## WHAT YOU SHOULD DO:
Word for word, reproduce each entry.

'''

use std::{
    io::{self, IsTerminal},
    process::ExitCode,
};

use anyhow::Context;
use tracing::{error, info};
use tracing_subscriber::{layer::SubscriberExt, util::SubscriberInitExt, EnvFilter};

use vu_monitor::{
    actuator::{Actuator, LogActuator, TerminalMeter},
    config::{Backend, Config},
    CancellationToken, MonitorError, Scheduler, ShutdownReason, SystemSampler,
};

const EXIT_FATAL: u8 = 1;
const EXIT_STARTUP: u8 = 2;

fn main() -> ExitCode {
    let config = match Config::load() {
        Ok(config) => config,
        Err(e) => {
            eprintln!("vu_monitor: {e}");
            return ExitCode::from(EXIT_STARTUP);
        }
    };
    init_tracing(&config.log_level);

    let cancel = CancellationToken::new();
    let (sampler, actuator) = match setup(&config, &cancel) {
        Ok(parts) => parts,
        Err(e) => {
            error!("startup failed: {e:#}");
            return ExitCode::from(EXIT_STARTUP);
        }
    };

    let mut scheduler = Scheduler::new(&config, sampler, actuator, cancel);
    let outcome = scheduler.run();
    match &outcome {
        Ok(reason) => info!(?reason, "clean exit"),
        Err(e) => error!(error = %e, "exiting after fatal error"),
    }
    ExitCode::from(exit_status(&outcome))
}

/// Process status once the loop has run. Startup failures never get here.
fn exit_status(outcome: &Result<ShutdownReason, MonitorError>) -> u8 {
    match outcome {
        Ok(ShutdownReason::Cancelled) => 0,
        Err(_) => EXIT_FATAL,
    }
}

// stdout belongs to the terminal meter
fn init_tracing(default_level: &str) {
    let env_filter =
        EnvFilter::try_from_default_env().unwrap_or_else(|_| EnvFilter::new(default_level));
    tracing_subscriber::registry()
        .with(env_filter)
        .with(tracing_subscriber::fmt::layer().with_writer(io::stderr))
        .init();
}

fn setup(
    config: &Config,
    cancel: &CancellationToken,
) -> anyhow::Result<(SystemSampler, Box<dyn Actuator>)> {
    let handler_token = cancel.clone();
    ctrlc::set_handler(move || handler_token.cancel())
        .context("installing the interrupt handler")?;

    let sampler = SystemSampler::new(
        &config.network,
        config.max_bandwidth_bytes_per_sec,
        cancel.clone(),
    )
    .context("opening the metric source")?;

    let actuator = open_actuator(config).context("opening the output")?;
    Ok((sampler, actuator))
}

fn open_actuator(config: &Config) -> anyhow::Result<Box<dyn Actuator>> {
    let specs = config.channel_specs();
    let resolution = config.output.profile.resolution();
    let backend = match config.output.backend {
        Backend::Auto if io::stdout().is_terminal() => Backend::Terminal,
        Backend::Auto => Backend::Log,
        other => other,
    };
    info!(?backend, profile = ?config.output.profile, "output");

    Ok(match backend {
        Backend::Terminal => Box::new(TerminalMeter::new(specs, resolution)?),
        Backend::Log | Backend::Auto => Box::new(LogActuator::new(specs, resolution)),
    })
}

#[cfg(test)]
mod tests {
    use super::*;
    use vu_monitor::{ActuatorError, ChannelId, SamplingError};

    #[test]
    fn exit_status_follows_the_outcome() {
        assert_eq!(exit_status(&Ok(ShutdownReason::Cancelled)), 0);
        assert_eq!(
            exit_status(&Err(SamplingError::NoInterfaces.into())),
            EXIT_FATAL
        );
        let write_failed = MonitorError::Actuator {
            channel: ChannelId(1),
            source: ActuatorError::ChannelShutDown(ChannelId(1)),
        };
        assert_eq!(exit_status(&Err(write_failed)), 1);
    }

    #[test]
    fn startup_failures_are_told_apart() {
        assert_eq!(EXIT_STARTUP, 2);
        assert_ne!(EXIT_STARTUP, EXIT_FATAL);
    }
}
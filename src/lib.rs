//! Drives analog panel meters from host CPU and network load.
//!
//! Each tick the [`sampler::MetricSampler`] blocks for the tick interval and
//! reports percentages, the [`scheduler::Scheduler`] averages them over a
//! polling window, shapes the average with a [`curve::ResponseCurve`] and
//! writes the clamped result to an [`actuator::Actuator`] channel.

pub mod accumulator;
pub mod actuator;
pub mod cancel;
pub mod config;
pub mod constants;
pub mod curve;
pub mod error;
pub mod network;
pub mod sampler;
pub mod scheduler;
pub mod util;

pub use accumulator::WindowAccumulator;
pub use actuator::{Actuator, ChannelId, OutputProfile};
pub use cancel::CancellationToken;
pub use config::Config;
pub use curve::{clamp_output, CurveKind, ResponseCurve};
pub use error::{ActuatorError, ConfigError, MonitorError, SamplingError};
pub use sampler::{Metric, MetricSampler, Sample, SystemSampler};
pub use scheduler::{Scheduler, SchedulerState, ShutdownReason};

'''

## WRITTEN RESPONSE:
use std::{
    io::{self, IsTerminal},
    process::ExitCode,
};

use anyhow::Context;
use tracing::{error, info};
use tracing_subscriber::{layer::SubscriberExt, util::SubscriberInitExt, EnvFilter};

use vu_monitor::{
    actuator::{Actuator, LogActuator, TerminalMeter},
    config::{Backend, Config},
    CancellationToken, MonitorError, Scheduler, ShutdownReason, SystemSampler,
};

const EXIT_FATAL: u8 = 1;
const EXIT_STARTUP: u8 = 2;

fn main() -> ExitCode {
    let config = match Config::load() {
        Ok(config) => config,
        Err(e) => {
            eprintln!("vu_monitor: {e}");
            return ExitCode::from(EXIT_STARTUP);
        }
    };
    init_tracing(&config.log_level);

    let cancel = CancellationToken::new();
    let (sampler, actuator) = match setup(&config, &cancel) {
        Ok(parts) => parts,
        Err(e) => {
            error!("startup failed: {e:#}");
            return ExitCode::from(EXIT_STARTUP);
        }
    };

    let mut scheduler = Scheduler::new(&config, sampler, actuator, cancel);
    let outcome = scheduler.run();
    match &outcome {
        Ok(reason) => info!(?reason, "clean exit"),
        Err(e) => error!(error = %e, "exiting after fatal error"),
    }
    ExitCode::from(exit_status(&outcome))
}

/// Process status once the loop has run. Startup failures never get here.
fn exit_status(outcome: &Result<ShutdownReason, MonitorError>) -> u8 {
    match outcome {
        Ok(ShutdownReason::Cancelled) => 0,
        Err(_) => EXIT_FATAL,
    }
}

// stdout belongs to the terminal meter
fn init_tracing(default_level: &str) {
    let env_filter =
        EnvFilter::try_from_default_env().unwrap_or_else(|_| EnvFilter::new(default_level));
    tracing_subscriber::registry()
        .with(env_filter)
        .with(tracing_subscriber::fmt::layer().with_writer(io::stderr))
        .init();
}

fn setup(
    config: &Config,
    cancel: &CancellationToken,
) -> anyhow::Result<(SystemSampler, Box<dyn Actuator>)> {
    let handler_token = cancel.clone();
    ctrlc::set_handler(move || handler_token.cancel())
        .context("installing the interrupt handler")?;

    let sampler = SystemSampler::new(
        &config.network,
        config.max_bandwidth_bytes_per_sec,
        cancel.clone(),
    )
    .context("opening the metric source")?;

    let actuator = open_actuator(config).context("opening the output")?;
    Ok((sampler, actuator))
}

fn open_actuator(config: &Config) -> anyhow::Result<Box<dyn Actuator>> {
    let specs = config.channel_specs();
    let resolution = config.output.profile.resolution();
    let backend = match config.output.backend {
        Backend::Auto if io::stdout().is_terminal() => Backend::Terminal,
        Backend::Auto => Backend::Log,
        other => other,
    };
    info!(?backend, profile = ?config.output.profile, "output");

    Ok(match backend {
        Backend::Terminal => Box::new(TerminalMeter::new(specs, resolution)?),
        Backend::Log | Backend::Auto => Box::new(LogActuator::new(specs, resolution)),
    })
}

#[cfg(test)]
mod tests {
    use super::*;
    use vu_monitor::{ActuatorError, ChannelId, SamplingError};

    #[test]
    fn exit_status_follows_the_outcome() {
        assert_eq!(exit_status(&Ok(ShutdownReason::Cancelled)), 0);
        assert_eq!(
            exit_status(&Err(SamplingError::NoInterfaces.into())),
            EXIT_FATAL
        );
        let write_failed = MonitorError::Actuator {
            channel: ChannelId(1),
            source: ActuatorError::ChannelShutDown(ChannelId(1)),
        };
        assert_eq!(exit_status(&Err(write_failed)), 1);
    }

    #[test]
    fn startup_failures_are_told_apart() {
        assert_eq!(EXIT_STARTUP, 2);
        assert_ne!(EXIT_STARTUP, EXIT_FATAL);
    }
}
filename src/lib.rs
//! Drives analog panel meters from host CPU and network load.
//!
//! Each tick the [`sampler::MetricSampler`] blocks for the tick interval and
//! reports percentages, the [`scheduler::Scheduler`] averages them over a
//! polling window, shapes the average with a [`curve::ResponseCurve`] and
//! writes the clamped result to an [`actuator::Actuator`] channel.

pub mod accumulator;
pub mod actuator;
pub mod cancel;
pub mod config;
pub mod constants;
pub mod curve;
pub mod error;
pub mod network;
pub mod sampler;
pub mod scheduler;
pub mod util;

pub use accumulator::WindowAccumulator;
pub use actuator::{Actuator, ChannelId, OutputProfile};
pub use cancel::CancellationToken;
pub use config::Config;
pub use curve::{clamp_output, CurveKind, ResponseCurve};
pub use error::{ActuatorError, ConfigError, MonitorError, SamplingError};
pub use sampler::{Metric, MetricSampler, Sample, SystemSampler};
pub use scheduler::{Scheduler, SchedulerState, ShutdownReason};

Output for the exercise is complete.